Alyssa wants to walk with Ron, and so do her cousins, Tyra and Madison, who’ve come to the Relay for Life fundraiser with their dad, Darren, and mom, Taura.

Leann’s workplace entered a team in the event and they’ve set up a tent along the perimeter of the relay track. Bev and Jim arrive, too, to support the team, and support Ron who has agreed to walk in the Survivors Lap.

Ron jokes with his brother Darren about arriving late. His family is used to his offbeat humour. “I told Leann we can’t be late for this,” Ron says, laughing before adding: “But that’s us, late for everything. I’ll probably be late for my own funeral.”

Just then, Alyssa and her cousins run over to Ron — and Bev watches the four of them dash off to the Survivors’ tent where Ron gets his yellow T-shirt.

Bev doesn’t want to let Ron out of her sight. She wishes she could smother him with hugs, kiss the disease away like she used to be able to kiss away the sting of a scraped knee. But all she and Jim can do now is watch and wait.

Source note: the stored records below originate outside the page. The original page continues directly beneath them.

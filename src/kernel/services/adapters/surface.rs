//! Channel-backed render surface.
//!
//! Holds the latest injected document and hands out generation-tagged
//! handles over a std mpsc channel. Reports posted through a handle kept
//! across an injection still carry the old generation, which is exactly how
//! stale reports get recognized upstream.

use std::sync::mpsc::{channel, Receiver, Sender};

use crate::kernel::preview::PreviewBuild;
use crate::kernel::services::ports::surface::{DocumentHandle, RenderSurface, SurfaceEvent};

#[derive(Debug)]
pub struct ChannelSurface {
    tx: Sender<SurfaceEvent>,
    current: Option<PreviewBuild>,
}

impl ChannelSurface {
    pub fn new() -> (Self, Receiver<SurfaceEvent>) {
        let (tx, rx) = channel();
        (Self { tx, current: None }, rx)
    }

    pub fn current(&self) -> Option<&PreviewBuild> {
        self.current.as_ref()
    }
}

impl RenderSurface for ChannelSurface {
    fn inject(&mut self, build: &PreviewBuild) -> DocumentHandle {
        self.current = Some(build.clone());
        DocumentHandle::new(build.generation, self.tx.clone())
    }
}
#[cfg(test)]
mod tests {
    use super::*;

    fn sample_tree() -> FileTree {
        FileTree::new()
            .create("", "src", NodeKind::Folder)
            .unwrap()
            .create("src", "index.html", NodeKind::File)
            .unwrap()
            .create("src", "assets", NodeKind::Folder)
            .unwrap()
            .create("src/assets", "style.css", NodeKind::File)
            .unwrap()
    }

    fn assert_paths_consistent(nodes: &[Arc<FileNode>], parent: &str) {
        for node in nodes {
            assert_eq!(node.path, join_path(parent, &node.name));
            assert_paths_consistent(node.children(), &node.path);
        }
    }

    #[test]
    fn test_create_and_find() {
        let tree = sample_tree();
        assert!(tree.find("src").unwrap().is_folder());
        let css = tree.find("src/assets/style.css").unwrap();
        assert_eq!(css.file_kind(), Some(FileKind::Css));
        assert!(css.content().unwrap().contains("font-family"));
        assert!(tree.find("src/missing.js").is_none());
    }

    #[test]
    fn test_create_rejects_duplicate_sibling() {
        let tree = sample_tree();
        let err = tree.create("src", "index.html", NodeKind::File).unwrap_err();
        assert!(matches!(err, FileTreeError::NameExists(_)));
    }

    #[test]
    fn test_create_rejects_missing_parent() {
        let tree = sample_tree();
        let err = tree.create("nope", "a.js", NodeKind::File).unwrap_err();
        assert!(matches!(err, FileTreeError::ParentNotFound(_)));
    }

    #[test]
    fn test_create_under_file_rejected() {
        let tree = sample_tree();
        let err = tree
            .create("src/index.html", "a.js", NodeKind::File)
            .unwrap_err();
        assert!(matches!(err, FileTreeError::ParentNotFolder(_)));
    }

    #[test]
    fn test_rename_rewrites_descendant_paths() {
        let tree = sample_tree();
        let renamed = tree.rename("src", "app").unwrap();
        assert!(renamed.find("src").is_none());
        assert!(renamed.find("app/assets/style.css").is_some());
        assert_paths_consistent(renamed.roots(), "");
    }

    #[test]
    fn test_rename_recomputes_file_kind() {
        let tree = sample_tree();
        let renamed = tree.rename("src/index.html", "notes.txt").unwrap();
        let node = renamed.find("src/notes.txt").unwrap();
        assert_eq!(node.file_kind(), Some(FileKind::Plain));

        let back = renamed.rename("src/notes.txt", "main.js").unwrap();
        assert_eq!(
            back.find("src/main.js").unwrap().file_kind(),
            Some(FileKind::Js)
        );
    }

    #[test]
    fn test_rename_rejects_sibling_collision() {
        let tree = sample_tree();
        let err = tree.rename("src/assets", "index.html").unwrap_err();
        assert!(matches!(err, FileTreeError::NameExists(_)));
    }

    #[test]
    fn test_delete_cascades() {
        let tree = sample_tree();
        let pruned = tree.delete("src/assets").unwrap();
        assert!(pruned.find("src/assets").is_none());
        assert!(pruned.find("src/assets/style.css").is_none());
        assert!(pruned.find("src/index.html").is_some());
        assert!(matches!(
            pruned.delete("src/assets"),
            Err(FileTreeError::NotFound(_))
        ));
    }

    #[test]
    fn test_toggle_is_idempotent_pair() {
        let tree = sample_tree();
        let once = tree.toggle("src/assets").unwrap();
        assert!(!once.find("src/assets").unwrap().is_open());
        let twice = once.toggle("src/assets").unwrap();
        assert_eq!(tree, twice);
    }

    #[test]
    fn test_toggle_noop_on_files_and_missing() {
        let tree = sample_tree();
        assert!(tree.toggle("src/index.html").is_none());
        assert!(tree.toggle("ghost").is_none());
    }

    #[test]
    fn test_update_content_marks_dirty() {
        let tree = sample_tree();
        let edited = tree.update_content("src/index.html", "x=1").unwrap();
        let node = edited.find("src/index.html").unwrap();
        assert_eq!(node.content(), Some("x=1"));
        assert!(node.is_dirty());
        assert!(edited.any_dirty());
        assert!(tree.update_content("src", "x").is_none());

        let saved = edited.mark_all_saved();
        assert!(!saved.any_dirty());
        assert_eq!(saved.find("src/index.html").unwrap().content(), Some("x=1"));
    }

    #[test]
    fn test_unrelated_subtrees_are_shared() {
        let tree = sample_tree()
            .create("", "docs", NodeKind::Folder)
            .unwrap()
            .create("docs", "readme.txt", NodeKind::File)
            .unwrap();
        let edited = tree.update_content("src/index.html", "hi").unwrap();

        let docs_before = tree.roots().iter().find(|n| n.path == "docs").unwrap();
        let docs_after = edited.roots().iter().find(|n| n.path == "docs").unwrap();
        assert!(Arc::ptr_eq(docs_before, docs_after));

        let src_before = tree.roots().iter().find(|n| n.path == "src").unwrap();
        let src_after = edited.roots().iter().find(|n| n.path == "src").unwrap();
        assert!(!Arc::ptr_eq(src_before, src_after));
    }

    #[test]
    fn test_flatten_rows_respects_open_state() {
        let tree = sample_tree();
        let rows = tree.flatten_rows();
        let paths: Vec<_> = rows.iter().map(|r| r.path.as_str()).collect();
        assert_eq!(
            paths,
            vec!["src", "src/index.html", "src/assets", "src/assets/style.css"]
        );

        let collapsed = tree.toggle("src/assets").unwrap();
        let rows = collapsed.flatten_rows();
        assert!(!rows.iter().any(|r| r.path == "src/assets/style.css"));
    }

    #[test]
    fn test_plain_files_allowed_in_tree() {
        let tree = sample_tree()
            .create("src", "notes.txt", NodeKind::File)
            .unwrap();
        let node = tree.find("src/notes.txt").unwrap();
        assert_eq!(node.file_kind(), Some(FileKind::Plain));
        assert!(!node.file_kind().unwrap().is_openable());
    }

    #[test]
    fn test_invalid_names_rejected() {
        let tree = sample_tree();
        assert!(matches!(
            tree.create("src", "", NodeKind::File),
            Err(FileTreeError::InvalidName(_))
        ));
        assert!(matches!(
            tree.rename("src/index.html", "a/b.html"),
            Err(FileTreeError::InvalidName(_))
        ));
    }
}
//! Log/terminal panel: bounded scrollback plus a small built-in command
//! line. Real process execution is out of scope; the panel exists to show
//! tracing output, preview errors and command echoes.

const DEFAULT_SCROLLBACK_LINES: usize = 2000;

#[derive(Debug)]
pub struct TerminalState {
    lines: Vec<String>,
    scrollback_lines: usize,
}

impl Default for TerminalState {
    fn default() -> Self {
        Self {
            lines: Vec::new(),
            scrollback_lines: DEFAULT_SCROLLBACK_LINES,
        }
    }
}

impl TerminalState {
    pub fn lines(&self) -> &[String] {
        &self.lines
    }

    pub fn push_line(&mut self, line: impl Into<String>) {
        self.lines.push(line.into());
        if self.lines.len() > self.scrollback_lines {
            let overflow = self.lines.len() - self.scrollback_lines;
            self.lines.drain(..overflow);
        }
    }

    pub fn clear(&mut self) {
        self.lines.clear();
    }

    /// Runs a panel command. Commands the panel does not handle itself (for
    /// example a project listing) are forwarded to the caller as `false`.
    pub fn run_builtin(&mut self, input: &str) -> bool {
        let cmd = input.trim();
        if cmd.is_empty() {
            return true;
        }
        self.push_line(format!("> {cmd}"));
        match cmd {
            "clear" => {
                self.clear();
                true
            }
            "help" => {
                self.push_line("Available commands: help, clear, ls");
                true
            }
            "ls" => false,
            _ => {
                self.push_line(format!("Command not found: {cmd}"));
                true
            }
        }
    }
}
//! Persistence contracts: the flat snapshot saved under the project key,
//! the user preference blob, and the gateway trait the shell hands to the
//! store's effects.

use std::io;

use serde::{Deserialize, Serialize};

/// Flat reduction of the project used only at the persistence boundary.
#[derive(Debug, Clone, Default, Serialize, Deserialize)]
pub struct ProjectSnapshot {
    pub html: String,
    pub css: String,
    pub js: String,
    #[serde(rename = "lastModified")]
    pub last_modified: u64,
}

#[derive(Debug, Clone, Serialize, Deserialize)]
#[serde(rename_all = "camelCase", default)]
pub struct Preferences {
    pub editor_font_size: u16,
    pub editor_tab_size: u8,
    pub editor_word_wrap: bool,
    pub terminal_font_family: String,
    pub panel_split_ratio: u16,
}

impl Default for Preferences {
    fn default() -> Self {
        Self {
            editor_font_size: 14,
            editor_tab_size: 2,
            editor_word_wrap: false,
            terminal_font_family: "Consolas".to_string(),
            panel_split_ratio: 500,
        }
    }
}

/// Best-effort persistence gateway. Loads return `None` for missing or
/// malformed data; saves surface IO errors so the caller can log them.
pub trait ProjectStore {
    fn save_snapshot(&self, snapshot: &ProjectSnapshot) -> io::Result<()>;
    fn load_snapshot(&self) -> Option<ProjectSnapshot>;
    fn save_preferences(&self, prefs: &Preferences) -> io::Result<()>;
    fn load_preferences(&self) -> Option<Preferences>;
    fn export_archive(&self, snapshot: &ProjectSnapshot) -> io::Result<std::path::PathBuf>;
}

 The Survivors Lap starts and a brass band leads the throng of yellow T-shirts along the relay pathway as they march to the cheers of onlookers. Leann, Taura, Jim, Bev and Darren move to the front of the path as the parade of yellow reaches their tent. They see Ron, tall and handsome, with Alyssa and his nieces prancing along beside him. Leann smiles as they parade past, but when the yellow shirts round the corner out of eyesight, she and Taura break down.

There are no words for the pain they feel. “It’s just so hard,” says Taura as she sobs into Leann’s shoulder.

The sight is no less heartbreaking for Darren, Jim and Bev. Bev watches Ron in the crowd of yellow T-shirts and notices someone holding a sign: Seven years cancer free.

Again, tonight, Bev will pray for a miracle.